A Very Brief History of Modern Sanitation


 
by Violet St. Cyr, salvage detective


Effective sanitation prevents the spread of diseases such as cholera, which spreads through fecal matter contaminating water supplies. Since 1825, there have been five severe cholera pandemics; during one of these outbreaks, in 1849, over 10,000 people died in London alone. The deaths were attributed to contaminated drinking water; the contamination source was a cesspit that was used by cholera-infected people. London’s sewer system had not reached the crowded Soho area where the outbreak was centered, and many homes had overflowing cesspools in their basements.

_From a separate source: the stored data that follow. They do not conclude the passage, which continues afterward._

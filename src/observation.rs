//! Rolling statistics over one station's yearly observations.

use serde::{Serialize, Serializer};
use tracing::debug;

use crate::plot::{LinePoint, ObservedPoint};
use crate::range::{AxisRange, RangeTracker};
use crate::record::{YearIndex, YearRecord};
use crate::series::{RawPoint, TracePolicy, round2};
use crate::window::rolling_means;

/// Width of the trailing mean, in years.
pub const DEFAULT_WINDOW: usize = 5;

/// One row of the observation export file.
#[derive(Debug, Clone, Copy, PartialEq, Serialize)]
pub struct ExportRow {
    pub year: i32,
    #[serde(serialize_with = "shortest_decimal")]
    pub obs: f64,
}

impl ExportRow {
    /// The row as a `"year,obs"` line.
    pub fn line(&self) -> String {
        format!("{},{}", self.year, self.obs)
    }
}

/// Writes `10.0` as `10`, matching the export row lines.
fn shortest_decimal<S: Serializer>(v: &f64, serializer: S) -> Result<S::Ok, S::Error> {
    serializer.collect_str(v)
}

/// Result of [`ObservationAggregator::summarize`].
#[derive(Debug, Clone, Default, PartialEq, Serialize)]
pub struct ObservationSummary {
    pub by_year: YearIndex,
    pub year_range: Option<AxisRange<i32>>,
    pub value_range: Option<AxisRange<f64>>,
    /// One entry per qualifying input, in input order.
    pub points: Vec<ObservedPoint>,
    /// `"year,value"` lines for export; absent when nothing qualified.
    pub rows: Option<Vec<String>>,
    /// Inputs dropped as missing.
    pub skipped: usize,
}

impl ObservationSummary {
    pub fn has_data(&self) -> bool {
        !self.points.is_empty()
    }

    /// The trailing-mean polyline, skipping years without a mean.
    pub fn smoothed_line(&self) -> Vec<LinePoint> {
        self.points
            .iter()
            .filter_map(|p| p.mean.map(|value| LinePoint { year: p.year, value }))
            .collect()
    }

    /// Structured form of `rows`, ascending by year.
    pub fn export_rows(&self) -> Vec<ExportRow> {
        self.by_year
            .iter()
            .filter_map(|(year, r)| r.observed.map(|obs| ExportRow { year, obs }))
            .collect()
    }
}

/// Single-series aggregator tolerant of missing years.
#[derive(Debug, Clone, Copy)]
pub struct ObservationAggregator {
    window: usize,
    trace: TracePolicy,
}

impl Default for ObservationAggregator {
    fn default() -> Self {
        Self::new(DEFAULT_WINDOW, TracePolicy::default())
    }
}

impl ObservationAggregator {
    pub fn new(window: usize, trace: TracePolicy) -> Self {
        Self { window, trace }
    }

    /// Summarizes a year-ascending series.
    ///
    /// Missing readings are skipped entirely. Values are rounded to 2
    /// decimals before use, and a year carries a mean only when it closes
    /// a gap-free run of `window` qualifying years.
    pub fn summarize(&self, series: &[RawPoint]) -> ObservationSummary {
        let mut summary = ObservationSummary::default();
        let mut years = RangeTracker::new();
        let mut values = RangeTracker::new();

        let qualifying = series.iter().filter_map(|p| {
            let resolved = p.reading.resolve(self.trace).map(|v| (p.year, [v]));
            if resolved.is_none() {
                summary.skipped += 1;
            }
            resolved
        });

        let mut points = Vec::with_capacity(series.len());
        let mut by_year = YearIndex::new();

        for item in rolling_means(qualifying, self.window) {
            let [value] = item.values;
            let mean = item.mean.map(|[m]| round2(m));

            years.include(item.year);
            values.include(value);

            points.push(ObservedPoint {
                year: item.year,
                value,
                mean,
            });
            by_year.insert(item.year, YearRecord::observation(value, mean));
        }

        summary.points = points;
        summary.by_year = by_year;
        summary.year_range = years.finish();
        summary.value_range = values.finish();

        if summary.has_data() {
            summary.rows = Some(
                summary
                    .export_rows()
                    .iter()
                    .map(ExportRow::line)
                    .collect(),
            );
        }

        debug!(
            qualifying = summary.points.len(),
            skipped = summary.skipped,
            "Observation series summarized"
        );

        summary
    }
}
use serde::Serialize;
use skytraq_frame::{Frame, MAX_PAYLOAD};
use skytraq_link::connect_serial;
use tracing::warn;

use crate::cmd::{parse_message_id, parse_payload, SendArgs};
use crate::exit::{link_error, CliError, CliResult, DATA_INVALID, SUCCESS};
use crate::output::{spaced_hex, OutputFormat};

#[derive(Serialize)]
struct SendOutput<'a> {
    id: u8,
    name: &'a str,
    payload: String,
    acknowledged: bool,
}

pub fn run(args: SendArgs, format: OutputFormat) -> CliResult<i32> {
    let frame = build_frame(&args)?;
    let serial = args.serial.to_config()?;

    let mut link = connect_serial(&serial, args.delivery.to_config())
        .map_err(|err| link_error("connect failed", err))?;

    let sent = if args.no_ack {
        link.send_unconfirmed(&frame)
    } else {
        link.send(&frame)
    };
    if let Err(err) = link.close() {
        warn!(error = %err, "close failed");
    }
    sent.map_err(|err| link_error("send failed", err))?;

    match format {
        OutputFormat::Json => {
            let out = SendOutput {
                id: frame.id.0,
                name: frame.id.name(),
                payload: hex::encode(frame.payload.as_ref()),
                acknowledged: !args.no_ack,
            };
            match serde_json::to_string(&out) {
                Ok(line) => println!("{line}"),
                Err(_) => println!("{{}}"),
            }
        }
        OutputFormat::Table | OutputFormat::Pretty => {
            let status = if args.no_ack { "sent" } else { "acknowledged" };
            println!(
                "{} ({}) [{}] {status}",
                frame.id,
                frame.id.name(),
                spaced_hex(frame.payload.as_ref())
            );
        }
    }

    Ok(SUCCESS)
}

pub(crate) fn build_frame_from(id: &str, data: &str) -> CliResult<Frame> {
    let id = parse_message_id(id)?;
    let payload = parse_payload(data)?;
    if payload.len() > MAX_PAYLOAD {
        return Err(CliError::new(
            DATA_INVALID,
            format!("payload of {} bytes exceeds {MAX_PAYLOAD}", payload.len()),
        ));
    }
    Ok(Frame::new(id, payload))
}

fn build_frame(args: &SendArgs) -> CliResult<Frame> {
    build_frame_from(&args.id, &args.data)
}

#[cfg(test)]
mod tests {
    use skytraq_frame::MessageId;

    use super::*;
    use crate::exit::USAGE;

    #[test]
    fn builds_query() {
        let frame = build_frame_from("0x02", "01").unwrap();
        assert_eq!(frame.id, MessageId::QUERY_SOFTWARE_VERSION);
        assert_eq!(frame.payload.as_ref(), &[0x01]);
    }

    #[test]
    fn rejects_bad_input() {
        assert_eq!(build_frame_from("x", "").unwrap_err().code, USAGE);
        assert_eq!(build_frame_from("1", "0").unwrap_err().code, USAGE);
    }

    #[test]
    fn rejects_oversized_payload() {
        let data = "00".repeat(MAX_PAYLOAD + 1);
        let err = build_frame_from("1", &data).unwrap_err();
        assert_eq!(err.code, DATA_INVALID);
    }
}
//! Message framing for the SkyTraq binary protocol.
//!
//! Every message on the wire is framed as:
//! - A 2-byte preamble (`0xA0 0xA1`) for stream synchronization
//! - A 2-byte big-endian body length (message id + payload)
//! - The message id and payload
//! - An XOR checksum over the body and a `0x0D 0x0A` end marker
//!
//! The decoder assumes nothing about where it starts in the stream: it
//! resynchronizes on the preamble, dropping noise and partial frames.

pub mod codec;
pub mod error;
pub mod message;
pub mod reader;
pub mod stream;
pub mod writer;

pub use codec::{
    checksum, encode_frame, Frame, END_MARKER, HEADER_SIZE, MAX_BODY_SIZE, MAX_PAYLOAD, PREAMBLE,
    TRAILER_SIZE,
};
pub use error::{FrameError, Result};
pub use message::MessageId;
pub use reader::FrameReader;
pub use stream::FrameStream;
pub use writer::FrameWriter;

The chamber pot, a predecessor to the modern toilet bowl, was made of china or copper and sometimes elaborately decorated. They were in common use throughout Europe from ancient times through the Victorian era. In early days the chamber pots were emptied into the gutters of streets (often from windows) to await the next rain which would wash the waste away to nearby rivers and streams. During the Victorian era, housemaids emptied them into slop sinks within the home. As urban populations grew, the gutter system became inadequate in containing the increased volumes of human waste, so cesspits and cesspools were dug near homes. Cesspits were traditionally deep cylindrical chambers dug into the earth, similar to a well.


Cesspits were emptied by tradesmen at night, after liquid waste would seep from them leaving only solid waste. The solid waste was then removed for use as fertilizer. In 1846, there were approximately 30,000 cesspits in Paris, but only 250 cesspit cleaners working nightly. The economic value of the waste as fertilizer was a major reason that the development of city-wide sewage removal systems did not occur until the 1870’s and 1880’s.

In the 1880’s, the development of underground networks to remove sewage and replace open gutters led to the development of the first water-flush toilets in England and soon after in America, in wealthy homes and fine hotels. As public awareness of the correlation between germs and disease grew, so did the use of flush toilets; replacing chamber pots and outhouses in the homes of the middle- and working-class populations.